Wie entsteht ein Wörterbuch?

Wörterbücher gibt es in den verschiedensten Arten. Sei es als Fremdwörterbuch, in dem sich die Bedeutung des Wortes "Furt" erklären lässt oder als Herkunftswörterbuch, um nachzuschlagen, wo etwa das Wort Abenteuer herstammt. Wie ist das aber mit Sprachen, die längst nicht mehr gesprochen werden? Um das zu erfahren, informierten sich die Jung-Redakteure der Kinder-Uni im Netz einmal vor Ort. Schließlich gibt es in Heidelberg das Romanische Seminar, an dem ein Wörterbuch des Altfranzösischen entsteht.

"Altfranzösisch wurde im Mittelalter gesprochen", erklärte Dr. Stephen Dörr. Dass Französisch zu den Romanischen Sprachen gehört und sich vom Lateinischen ableitet, war den kleinen Journalisten längst klar, denn viele von ihnen haben Latein in der Schule. Altfranzösisch ist wie das Althochdeutsch ein Vorgänger der heute gesprochenen Sprachen. Aber wozu ist ein Wörterbuch des Altfranzösischen notwendig? "Um die alten Dokumente zu verstehen und das ist beispielsweise für die Geschichtsforschung wichtig", gab Stephen Dörr gleich die Antwort.

Altfranzösisch war im Mittelalter übrigens keine exotische Sprache, sondern neben dem Lateinischen die damals wohl wichtigste Sprache.
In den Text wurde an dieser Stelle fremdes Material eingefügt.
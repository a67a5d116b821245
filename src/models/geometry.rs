// src/models/geometry.rs
// Some types for working with document and canvas geometry

use serde::{Deserialize, Serialize};
use std::ops::{Add, Sub};

use crate::error::ConfigError;

/// An (x, y) pair. Whether it lives in document or canvas space is up to the
/// caller; the two are never mixed in one value.
#[derive(Debug, Clone, Copy, PartialEq, Default, Serialize, Deserialize)]
pub struct Point {
    pub x: f64,
    pub y: f64,
}

impl Point {
    pub const fn new(x: f64, y: f64) -> Self {
        Self { x, y }
    }

    pub fn distance(&self, other: Point) -> f64 {
        (other.x - self.x).hypot(other.y - self.y)
    }

    pub fn approx_eq(&self, other: Point, tolerance: f64) -> bool {
        (self.x - other.x).abs() <= tolerance && (self.y - other.y).abs() <= tolerance
    }
}

impl Add for Point {
    type Output = Point;

    fn add(self, rhs: Point) -> Point {
        Point::new(self.x + rhs.x, self.y + rhs.y)
    }
}

impl Sub for Point {
    type Output = Point;

    fn sub(self, rhs: Point) -> Point {
        Point::new(self.x - rhs.x, self.y - rhs.y)
    }
}

/// The source document's declared viewBox.
#[derive(Debug, Clone, Copy, PartialEq, Serialize, Deserialize)]
pub struct Viewport {
    pub min_x: f64,
    pub min_y: f64,
    pub width: f64,
    pub height: f64,
}

impl Viewport {
    /// Parses a viewBox attribute: four numbers separated by whitespace and/or commas.
    pub fn parse(value: &str) -> Result<Self, ConfigError> {
        let values = value
            .split(|c: char| c == ',' || c.is_whitespace())
            .filter(|s| !s.is_empty())
            .map(|s| {
                s.parse::<f64>()
                    .map_err(|_| ConfigError::MalformedViewport(format!("{value:?}: bad number {s:?}")))
            })
            .collect::<Result<Vec<f64>, _>>()?;

        if values.len() != 4 {
            return Err(ConfigError::MalformedViewport(format!(
                "{value:?}: expected 4 values, found {}",
                values.len()
            )));
        }

        let viewport = Viewport {
            min_x: values[0],
            min_y: values[1],
            width: values[2],
            height: values[3],
        };
        viewport.check_extent()?;
        Ok(viewport)
    }

    pub fn check_extent(&self) -> Result<(), ConfigError> {
        if !(self.width.is_finite() && self.height.is_finite()) || self.width <= 0.0 || self.height <= 0.0 {
            return Err(ConfigError::MalformedViewport(format!(
                "width and height must be positive, got {}x{}",
                self.width, self.height
            )));
        }
        Ok(())
    }

    pub fn aspect_ratio(&self) -> f64 {
        self.width / self.height
    }
}

/// The target drawing surface. Drawing happens inside the padded region,
/// centered on the origin.
#[derive(Debug, Clone, Copy, PartialEq)]
pub struct Canvas {
    pub width: f64,
    pub height: f64,
    pub padding: f64,
}

impl Canvas {
    pub fn drawable_width(&self) -> f64 {
        self.width - 2.0 * self.padding
    }

    pub fn drawable_height(&self) -> f64 {
        self.height - 2.0 * self.padding
    }

    pub fn aspect_ratio(&self) -> f64 {
        self.drawable_width() / self.drawable_height()
    }
}

#[cfg(test)]
mod tests {
    use super::*;

    mod viewport_tests {
        use super::*;

        #[test]
        fn test_parse_whitespace_and_commas() {
            let vb = Viewport::parse("0 0 100 200").unwrap();
            assert_eq!(vb.width, 100.0);
            assert_eq!(vb.height, 200.0);

            let vb = Viewport::parse("0,0, 640,480").unwrap();
            assert_eq!(vb.width, 640.0);
            assert_eq!(vb.height, 480.0);
        }

        #[test]
        fn test_parse_rejects_wrong_arity() {
            assert!(matches!(
                Viewport::parse("0 0 100"),
                Err(ConfigError::MalformedViewport(_))
            ));
        }

        #[test]
        fn test_parse_rejects_garbage_and_empty_extent() {
            assert!(Viewport::parse("0 0 wide 10").is_err());
            assert!(Viewport::parse("0 0 0 10").is_err());
            assert!(Viewport::parse("0 0 10 -4").is_err());
        }
    }

    mod canvas_tests {
        use super::*;

        #[test]
        fn test_drawable_region_excludes_padding() {
            let canvas = Canvas {
                width: 550.0,
                height: 450.0,
                padding: 20.0,
            };
            assert_eq!(canvas.drawable_width(), 510.0);
            assert_eq!(canvas.drawable_height(), 410.0);
        }
    }

    #[test]
    fn test_point_arithmetic() {
        let a = Point::new(1.0, 2.0);
        let b = Point::new(3.0, 4.0);
        assert_eq!(a + b, Point::new(4.0, 6.0));
        assert_eq!(b - a, Point::new(2.0, 2.0));
        assert!((a.distance(b) - 8.0_f64.sqrt()).abs() < 1e-12);
    }
}
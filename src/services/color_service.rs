// src/services/color_service.rs
// Resolves the pen color a group draws its paths with

use crate::models::{Color, Node, DEFAULT_FILL};

/// The group's fill, upper-cased, or black when it has none. Anything that is
/// not a group has no color and is skipped by the caller.
pub fn resolve(node: &Node) -> Option<Color> {
    match node {
        Node::Group(group) => Some(Color::new(group.fill.as_deref().unwrap_or(DEFAULT_FILL))),
        _ => None,
    }
}

#[cfg(test)]
mod tests {
    use super::*;
    use crate::models::Group;

    fn group(fill: Option<&str>) -> Node {
        Node::Group(Group {
            fill: fill.map(str::to_string),
            children: vec![Node::path("M0 0 l1 1")],
        })
    }

    #[test]
    fn test_fill_is_uppercased() {
        assert_eq!(resolve(&group(Some("#ff8800"))), Some(Color::new("#FF8800")));
        assert_eq!(resolve(&group(Some("#ff8800"))).unwrap().as_str(), "#FF8800");
    }

    #[test]
    fn test_missing_fill_defaults_to_black() {
        assert_eq!(resolve(&group(None)).unwrap().as_str(), "#000000");
    }

    #[test]
    fn test_non_groups_have_no_color() {
        assert_eq!(resolve(&Node::path("M0 0 l1 1")), None);
        assert_eq!(
            resolve(&Node::Other {
                tag: "rect".to_string()
            }),
            None
        );
    }
}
Immerhin gibt es heute noch etwa 20000 Texte in Altfranzösisch. In Althochdeutsch oder auch in dem im Mittelalter gesprochenen Englisch sind nur ein Bruchteil an Texten davon erhalten. Die alten Texte stellen auch die Grundlage für die Erstellung des altfranzösischen Wörterbuchs dar und sie erzählen von Kreuzzügen, Reisen, Liebe und vielen anderen alltäglichen Dingen. Beispielsweise über das Kochen. "Wir haben auch schon einmal eines der Rezepte nachgekocht", erzählte Stephen Dörr. Sogleich räumte Professor Frankwalt Möhren auch mit dem Vorurteil auf, dass die Menschen im Mittelalter sehr dreckig gewesen seien. "Beim Essen gab es auch Benimmregeln wie etwa zum Putzen der Nase nicht das Tischtuch zu benutzen", betonte der Leiter der Forschungsstelle am Romanischen Seminar.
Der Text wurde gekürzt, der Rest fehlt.